## What is needed
Gather the lines below that include the string "RawPicksResponse", copying each in full.

## Information supplied
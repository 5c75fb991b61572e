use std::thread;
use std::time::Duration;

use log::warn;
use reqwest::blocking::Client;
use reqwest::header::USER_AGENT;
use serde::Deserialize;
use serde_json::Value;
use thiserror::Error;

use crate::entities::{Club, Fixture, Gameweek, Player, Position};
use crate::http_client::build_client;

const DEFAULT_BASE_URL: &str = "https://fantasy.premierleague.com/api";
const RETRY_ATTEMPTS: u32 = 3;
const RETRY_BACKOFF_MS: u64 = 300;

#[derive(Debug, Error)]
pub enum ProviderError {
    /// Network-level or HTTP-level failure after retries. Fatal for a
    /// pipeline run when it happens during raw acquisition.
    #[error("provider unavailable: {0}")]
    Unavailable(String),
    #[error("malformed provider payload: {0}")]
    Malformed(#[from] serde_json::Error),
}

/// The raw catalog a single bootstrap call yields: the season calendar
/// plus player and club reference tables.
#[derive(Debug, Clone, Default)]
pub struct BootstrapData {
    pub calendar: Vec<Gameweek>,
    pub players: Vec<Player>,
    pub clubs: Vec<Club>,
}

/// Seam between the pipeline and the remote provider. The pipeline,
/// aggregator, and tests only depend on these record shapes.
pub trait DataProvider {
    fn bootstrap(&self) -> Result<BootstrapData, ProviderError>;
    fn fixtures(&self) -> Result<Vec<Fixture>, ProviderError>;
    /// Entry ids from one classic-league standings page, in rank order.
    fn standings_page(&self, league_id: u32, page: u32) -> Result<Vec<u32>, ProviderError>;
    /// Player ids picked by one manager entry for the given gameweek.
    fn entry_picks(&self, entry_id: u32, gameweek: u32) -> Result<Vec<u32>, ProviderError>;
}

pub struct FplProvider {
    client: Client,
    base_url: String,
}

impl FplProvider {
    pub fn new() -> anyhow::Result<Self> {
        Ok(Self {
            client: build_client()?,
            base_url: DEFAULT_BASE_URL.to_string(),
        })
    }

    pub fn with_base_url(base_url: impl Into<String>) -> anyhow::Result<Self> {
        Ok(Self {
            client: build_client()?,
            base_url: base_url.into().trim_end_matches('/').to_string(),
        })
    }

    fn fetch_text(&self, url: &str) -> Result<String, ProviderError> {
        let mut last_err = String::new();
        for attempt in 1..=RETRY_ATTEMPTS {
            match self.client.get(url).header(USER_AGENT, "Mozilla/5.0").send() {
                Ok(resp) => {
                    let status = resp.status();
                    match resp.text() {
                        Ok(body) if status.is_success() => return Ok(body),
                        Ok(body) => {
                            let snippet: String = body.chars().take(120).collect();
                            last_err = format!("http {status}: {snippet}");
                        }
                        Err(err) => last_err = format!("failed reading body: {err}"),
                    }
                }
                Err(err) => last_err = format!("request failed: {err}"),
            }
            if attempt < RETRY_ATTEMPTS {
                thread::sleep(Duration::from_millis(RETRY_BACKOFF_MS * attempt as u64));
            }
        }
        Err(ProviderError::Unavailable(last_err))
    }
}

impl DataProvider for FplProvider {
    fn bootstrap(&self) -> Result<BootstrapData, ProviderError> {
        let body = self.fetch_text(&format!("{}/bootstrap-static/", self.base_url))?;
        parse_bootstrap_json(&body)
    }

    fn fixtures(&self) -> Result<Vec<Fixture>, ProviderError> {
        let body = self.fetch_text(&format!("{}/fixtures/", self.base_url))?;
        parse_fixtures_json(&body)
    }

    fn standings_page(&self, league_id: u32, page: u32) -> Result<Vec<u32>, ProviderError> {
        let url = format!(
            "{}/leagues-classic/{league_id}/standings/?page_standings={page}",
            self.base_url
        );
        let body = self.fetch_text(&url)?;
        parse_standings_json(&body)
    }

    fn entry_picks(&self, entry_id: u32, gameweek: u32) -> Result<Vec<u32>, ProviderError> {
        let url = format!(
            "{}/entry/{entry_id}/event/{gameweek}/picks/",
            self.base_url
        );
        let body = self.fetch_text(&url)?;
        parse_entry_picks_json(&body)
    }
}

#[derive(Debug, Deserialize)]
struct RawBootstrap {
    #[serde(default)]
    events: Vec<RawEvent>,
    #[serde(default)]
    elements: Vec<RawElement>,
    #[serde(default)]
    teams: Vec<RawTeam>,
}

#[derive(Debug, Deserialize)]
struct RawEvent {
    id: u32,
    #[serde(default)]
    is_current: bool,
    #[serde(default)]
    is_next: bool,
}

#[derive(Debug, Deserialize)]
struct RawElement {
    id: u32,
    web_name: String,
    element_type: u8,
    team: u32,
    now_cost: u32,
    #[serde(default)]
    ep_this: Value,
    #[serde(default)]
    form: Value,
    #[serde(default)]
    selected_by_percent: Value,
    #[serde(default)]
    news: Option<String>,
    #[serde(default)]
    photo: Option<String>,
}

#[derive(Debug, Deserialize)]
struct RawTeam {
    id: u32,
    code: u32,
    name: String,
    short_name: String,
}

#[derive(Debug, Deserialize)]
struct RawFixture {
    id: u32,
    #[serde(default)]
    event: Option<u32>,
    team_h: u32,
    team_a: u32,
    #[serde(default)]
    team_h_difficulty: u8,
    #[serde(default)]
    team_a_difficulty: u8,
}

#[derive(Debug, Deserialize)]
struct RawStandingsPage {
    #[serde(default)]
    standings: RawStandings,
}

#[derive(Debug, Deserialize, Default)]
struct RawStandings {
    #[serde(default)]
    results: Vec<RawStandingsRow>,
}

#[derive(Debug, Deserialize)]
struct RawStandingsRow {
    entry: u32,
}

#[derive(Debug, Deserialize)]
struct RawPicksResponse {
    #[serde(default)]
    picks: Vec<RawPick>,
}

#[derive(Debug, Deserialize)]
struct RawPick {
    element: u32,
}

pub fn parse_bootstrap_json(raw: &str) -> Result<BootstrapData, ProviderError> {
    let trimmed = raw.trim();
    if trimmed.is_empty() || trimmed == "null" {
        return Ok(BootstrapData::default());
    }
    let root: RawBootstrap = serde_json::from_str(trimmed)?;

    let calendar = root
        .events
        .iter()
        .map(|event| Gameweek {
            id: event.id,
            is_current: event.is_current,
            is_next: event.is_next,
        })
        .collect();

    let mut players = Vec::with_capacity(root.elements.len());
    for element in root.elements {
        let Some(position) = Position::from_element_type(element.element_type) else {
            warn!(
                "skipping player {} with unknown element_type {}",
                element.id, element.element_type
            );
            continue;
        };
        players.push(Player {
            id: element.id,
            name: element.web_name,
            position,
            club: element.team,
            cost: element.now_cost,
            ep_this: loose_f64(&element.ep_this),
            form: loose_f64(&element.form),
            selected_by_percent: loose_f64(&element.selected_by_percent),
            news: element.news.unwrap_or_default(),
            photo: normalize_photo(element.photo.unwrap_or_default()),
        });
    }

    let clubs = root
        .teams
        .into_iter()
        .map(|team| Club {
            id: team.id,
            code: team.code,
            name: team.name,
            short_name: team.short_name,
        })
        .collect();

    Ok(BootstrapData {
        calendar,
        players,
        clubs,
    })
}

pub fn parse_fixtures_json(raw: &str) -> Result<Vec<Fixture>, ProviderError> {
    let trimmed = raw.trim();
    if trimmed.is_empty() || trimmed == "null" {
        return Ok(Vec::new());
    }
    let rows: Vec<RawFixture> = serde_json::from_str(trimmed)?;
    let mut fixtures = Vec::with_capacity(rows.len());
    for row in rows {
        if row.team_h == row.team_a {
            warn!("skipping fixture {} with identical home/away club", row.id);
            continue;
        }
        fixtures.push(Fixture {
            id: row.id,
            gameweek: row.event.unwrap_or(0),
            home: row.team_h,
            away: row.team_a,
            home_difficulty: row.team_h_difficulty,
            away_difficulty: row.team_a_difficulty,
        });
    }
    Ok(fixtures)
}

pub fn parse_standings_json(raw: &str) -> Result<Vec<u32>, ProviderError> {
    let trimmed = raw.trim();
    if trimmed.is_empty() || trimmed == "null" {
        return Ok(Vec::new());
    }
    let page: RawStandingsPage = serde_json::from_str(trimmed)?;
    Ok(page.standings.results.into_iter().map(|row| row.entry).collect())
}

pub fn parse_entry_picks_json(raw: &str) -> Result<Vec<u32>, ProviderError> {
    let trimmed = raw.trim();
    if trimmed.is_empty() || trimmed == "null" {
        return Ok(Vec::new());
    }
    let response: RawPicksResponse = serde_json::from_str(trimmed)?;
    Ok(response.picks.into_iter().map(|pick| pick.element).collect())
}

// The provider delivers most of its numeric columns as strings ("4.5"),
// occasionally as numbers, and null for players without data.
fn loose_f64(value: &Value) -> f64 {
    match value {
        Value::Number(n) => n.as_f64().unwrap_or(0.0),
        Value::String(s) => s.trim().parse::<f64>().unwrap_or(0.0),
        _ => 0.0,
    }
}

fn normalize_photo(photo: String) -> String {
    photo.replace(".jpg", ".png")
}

## Reply
struct RawPicksResponse {
    let response: RawPicksResponse = serde_json::from_str(trimmed)?;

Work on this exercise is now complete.